Cultura da paz e do medo

O modo de ser, pensar, falar e agir, na verdade, reflete e gera a cultura atual que vai se alargando, de forma acelerada, e se tornando dominante; a midia e, de maneira especial, a Internet ocupam um lugar destacado na caracterização dessa cultura, dada a versatilidade de seus meios e o caráter virtual de sua ação. Por isso, se incorporou ao linguajar social e pastoral a expressão “Cultura da paz”, em razão de um processo de mentalização que, pouco a pouco, vai levando as pessoas e as instituições da sociedade a se verem como construtoras da paz. Todavia, a Campanha da Fraternidade deste ano – Fraternidade e Segurança Pública – chama a atenção para outra realidade – o medo – que também está fazendo parte da vida das pessoas e da sociedade e produzindo a “Cultura do medo”. A Cultura da paz, positivamente, cria envolvimento, solidariedade e parceria, mediante iniciativas criativas e inovadoras. Por sua vez, a Cultura do medo leva a pessoa, família e grupo social a adotarem atitudes peculiares de comportamento. Uma delas é a atitude de retraimento, isolamento, segregação. Hoje, é muito comum as pessoas não saírem de casa, especialmente, à noite ou procurarem companhia, ao caminharem nas ruas; os trabalhos pastorais em nossas comunidades e o ensino noturno são termômetros desse comportamento; as famílias confinam-se em condomínios (os que podem!), considerados seguros, muito embora também tenham se tornado alvo da violência.
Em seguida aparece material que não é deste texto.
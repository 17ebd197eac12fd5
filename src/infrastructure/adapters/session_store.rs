//! Redis-backed payment session store
//!
//! Sessions are mirrored to an in-memory map so the store keeps working
//! without Redis; with Redis enabled the map acts as a read-through cache.
//! Sessions are never deleted by the service, only aged out by the Redis
//! TTL; webhook audit records live alongside them.

use crate::domain::payments::PaymentSession;
use crate::domain::webhooks::WebhookEvent;
use crate::shared::error::{AppError, AppResult};
use redis::{aio::ConnectionManager, AsyncCommands};
use std::collections::HashMap;
use std::sync::Arc;

// Retention for session and audit rows in Redis.
const RETENTION_SECONDS: u64 = 48 * 3600;

/// Abstraction for persisting payment sessions and webhook audit records
#[derive(Clone)]
pub struct SessionStore {
    redis: Option<Arc<ConnectionManager>>, // optional; in-memory only if None
    sessions: Arc<tokio::sync::RwLock<HashMap<String, PaymentSession>>>,
    events: Arc<tokio::sync::RwLock<Vec<WebhookEvent>>>,
}

impl SessionStore {
    pub fn new(redis: Option<Arc<ConnectionManager>>) -> Self {
        Self {
            redis,
            sessions: Arc::new(tokio::sync::RwLock::new(HashMap::new())),
            events: Arc::new(tokio::sync::RwLock::new(Vec::new())),
        }
    }

    fn session_key(ref_id: &str) -> String {
        format!("payment_sessions:{}", ref_id)
    }

    fn event_key(event_id: &str) -> String {
        format!("webhook_events:{}", event_id)
    }

    /// Persist a session keyed by its reference id.
    pub async fn put(&self, session: &PaymentSession) -> AppResult<()> {
        let serialized = serde_json::to_vec(session)
            .map_err(|e| AppError::Internal(format!("serialize session: {}", e)))?;

        if let Some(redis) = &self.redis {
            let mut conn = (**redis).clone();
            let key = Self::session_key(&session.ref_id);
            let _: () = conn
                .set_ex(key, serialized, RETENTION_SECONDS)
                .await
                .map_err(|e| AppError::Internal(format!("redis set: {}", e)))?;
        }

        // Always mirror to memory
        self.sessions
            .write()
            .await
            .insert(session.ref_id.clone(), session.clone());
        Ok(())
    }

    /// Fetch a session by reference id.
    pub async fn get(&self, ref_id: &str) -> AppResult<Option<PaymentSession>> {
        if let Some(redis) = &self.redis {
            let mut conn = (**redis).clone();
            let key = Self::session_key(ref_id);
            let data: Option<Vec<u8>> = conn
                .get(key)
                .await
                .map_err(|e| AppError::Internal(format!("redis get: {}", e)))?;
            if let Some(bytes) = data {
                let session: PaymentSession = serde_json::from_slice(&bytes)
                    .map_err(|e| AppError::Internal(format!("deserialize session: {}", e)))?;
                // mirror to memory
                self.sessions
                    .write()
                    .await
                    .insert(ref_id.to_string(), session.clone());
                return Ok(Some(session));
            }
        }
        Ok(self.sessions.read().await.get(ref_id).cloned())
    }

    /// Record an inbound webhook for audit before it is processed.
    pub async fn record_event(&self, event: &WebhookEvent) -> AppResult<()> {
        if let Some(redis) = &self.redis {
            let serialized = serde_json::to_vec(event)
                .map_err(|e| AppError::Internal(format!("serialize webhook event: {}", e)))?;
            let mut conn = (**redis).clone();
            let _: () = conn
                .set_ex(Self::event_key(&event.id), serialized, RETENTION_SECONDS)
                .await
                .map_err(|e| AppError::Internal(format!("redis set: {}", e)))?;
        }

        self.events.write().await.push(event.clone());
        Ok(())
    }

    /// Mark a recorded webhook as processed, or attach its failure message.
    pub async fn mark_event_processed(
        &self,
        event_id: &str,
        error_message: Option<String>,
    ) -> AppResult<()> {
        let mut events = self.events.write().await;
        let Some(event) = events.iter_mut().find(|e| e.id == event_id) else {
            return Ok(());
        };
        event.processed = error_message.is_none();
        event.error_message = error_message;

        if let Some(redis) = &self.redis {
            let serialized = serde_json::to_vec(&*event)
                .map_err(|e| AppError::Internal(format!("serialize webhook event: {}", e)))?;
            let mut conn = (**redis).clone();
            let _: () = conn
                .set_ex(Self::event_key(event_id), serialized, RETENTION_SECONDS)
                .await
                .map_err(|e| AppError::Internal(format!("redis set: {}", e)))?;
        }
        Ok(())
    }

    /// Audit records received for a reference id.
    pub async fn events_for(&self, ref_id: &str) -> Vec<WebhookEvent> {
        self.events
            .read()
            .await
            .iter()
            .filter(|e| e.ref_id == ref_id)
            .cloned()
            .collect()
    }
}

#[cfg(test)]
mod tests {
    use super::*;
    use crate::domain::payments::{Currency, PaymentStatus};
    use chrono::{Duration, Utc};

    fn session(ref_id: &str) -> PaymentSession {
        let now = Utc::now();
        PaymentSession {
            id: uuid::Uuid::new_v4().to_string(),
            ref_id: ref_id.to_string(),
            lead_id: "l1".to_string(),
            report_id: "r1".to_string(),
            amount: 500.0,
            currency: Currency::Usd,
            description: "Growth report".to_string(),
            provider_payment_id: Some("pay_1".to_string()),
            payment_url: None,
            status: PaymentStatus::Pending,
            error_message: None,
            metadata: HashMap::new(),
            created_at: now,
            updated_at: now,
            completed_at: None,
            expires_at: now + Duration::hours(24),
        }
    }

    #[tokio::test]
    async fn test_put_and_get_round_trip() {
        let store = SessionStore::new(None);
        let session = session("l1-r1-1");
        store.put(&session).await.unwrap();

        let fetched = store.get("l1-r1-1").await.unwrap().unwrap();
        assert_eq!(fetched.ref_id, "l1-r1-1");
        assert_eq!(fetched.status, PaymentStatus::Pending);
    }

    #[tokio::test]
    async fn test_get_unknown_ref_id_is_none() {
        let store = SessionStore::new(None);
        assert!(store.get("missing").await.unwrap().is_none());
    }

    #[tokio::test]
    async fn test_put_overwrites_by_ref_id() {
        let store = SessionStore::new(None);
        let mut session = session("l1-r1-1");
        store.put(&session).await.unwrap();

        session.status = PaymentStatus::Completed;
        store.put(&session).await.unwrap();

        let fetched = store.get("l1-r1-1").await.unwrap().unwrap();
        assert_eq!(fetched.status, PaymentStatus::Completed);
    }

    #[tokio::test]
    async fn test_event_audit_trail() {
        let store = SessionStore::new(None);
        let event = WebhookEvent::new(
            "payment.completed",
            "l1-r1-1",
            serde_json::json!({"event": "payment.completed"}),
        );
        let event_id = event.id.clone();
        store.record_event(&event).await.unwrap();

        let recorded = store.events_for("l1-r1-1").await;
        assert_eq!(recorded.len(), 1);
        assert!(!recorded[0].processed);

        store.mark_event_processed(&event_id, None).await.unwrap();
        let recorded = store.events_for("l1-r1-1").await;
        assert!(recorded[0].processed);

        store
            .mark_event_processed(&event_id, Some("store offline".to_string()))
            .await
            .unwrap();
        let recorded = store.events_for("l1-r1-1").await;
        assert!(!recorded[0].processed);
        assert_eq!(recorded[0].error_message.as_deref(), Some("store offline"));
    }
}
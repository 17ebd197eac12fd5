//! HTTP models module
//!
//! Request/response shapes that belong to the HTTP surface itself; the
//! payment DTOs live with the services that produce them.

use serde::{Deserialize, Serialize};

/// Query parameters accepted by the status endpoint
#[derive(Debug, Clone, Deserialize)]
pub struct StatusQuery {
    #[serde(rename = "refId")]
    pub ref_id: Option<String>,
}

/// JSON error body returned for failed requests
#[derive(Debug, Clone, Serialize, Deserialize)]
pub struct ErrorBody {
    pub error: String,
}

impl ErrorBody {
    pub fn new(error: impl Into<String>) -> Self {
        Self {
            error: error.into(),
        }
    }
}
//! Application services module

pub mod session_service;
pub mod webhook_service;

pub use session_service::{
    CreateSessionRequest, CreateSessionResponse, PaymentSessionService, SessionStatusView,
};
pub use webhook_service::{WebhookAck, WebhookDispatcher};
Obviamente, as consequências são muito diferentes quando os indivíduos e os cidadãos agem, sob o estímulo da Cultura da paz, visando uma transformação social, ou quando, tangidos pelo medo, se defendem, como podem, diante de perigos que estão ao seu redor. A CF 2009 mostra que o medo, quando tem “Origem natural”, é fator inerente à “preservação da vida humana, pois ele sempre se manifesta diante das situações de perigo aparente ou real e deixa a pessoa em estado de alerta, acionando os seus recursos defensivos e ofensivos.” Nesse sentido, tudo que é ameaça à vida causa medo – animais ferozes, calamidades, doenças, etc. Não é este tipo de medo que contribui para o surgimento da Cultura do medo. A etiologia dessa Cultura tem uma “Origem sócio-cultural”. Entre os muitos fatores que geram a Cultura do medo estão os “problemas de ordem econômica, como a fome, a miséria, a falta de moradia, o desemprego; (…) criminalidade, tráfico e uso de entorpecentes, tráfico humano, guerras, transgressões no trânsito, mau uso da terra, abusos do Estado e ações abusivas da mídia”.

Na leitura de estudiosos dos fenômenos sociais e na constatação do povo, o medo que tem “Origem sócio-cultural” é alimentador de violência social: “Em determinados casos, pode acontecer que instintos levem a comportamentos irracionais, o medo instintivo pode superar a ação da razão e levar o ser humano a agir de forma violenta.” As diversas manifestações de agressão à dignidade da vida e à sadia convivência social desencadeiam um processo de insegurança coletiva e, consequentemente, contribuem para a institucionalização da violência; isso se verifica, muitas vezes, na cidade, por uma questão banal, como um problema no trânsito, e no campo, por uma situação de maior gravidade, como os conflitos pela posse da terra. Outro fator que está muito presente na origem da Cultura do medo na família e na sociedade, por ser reconhecidamente destruidor da vida e da dignidade humana, é o tráfico de entorpecentes, por sua disseminação iníqua, e o consumo de drogas, causando grandes males, em razão da dependência química.

Embora a Cultura do medo se sedimente na mente das pessoas, é necessário que a sociedade toque o coração dos cidadãos, em vista da Cultura da paz.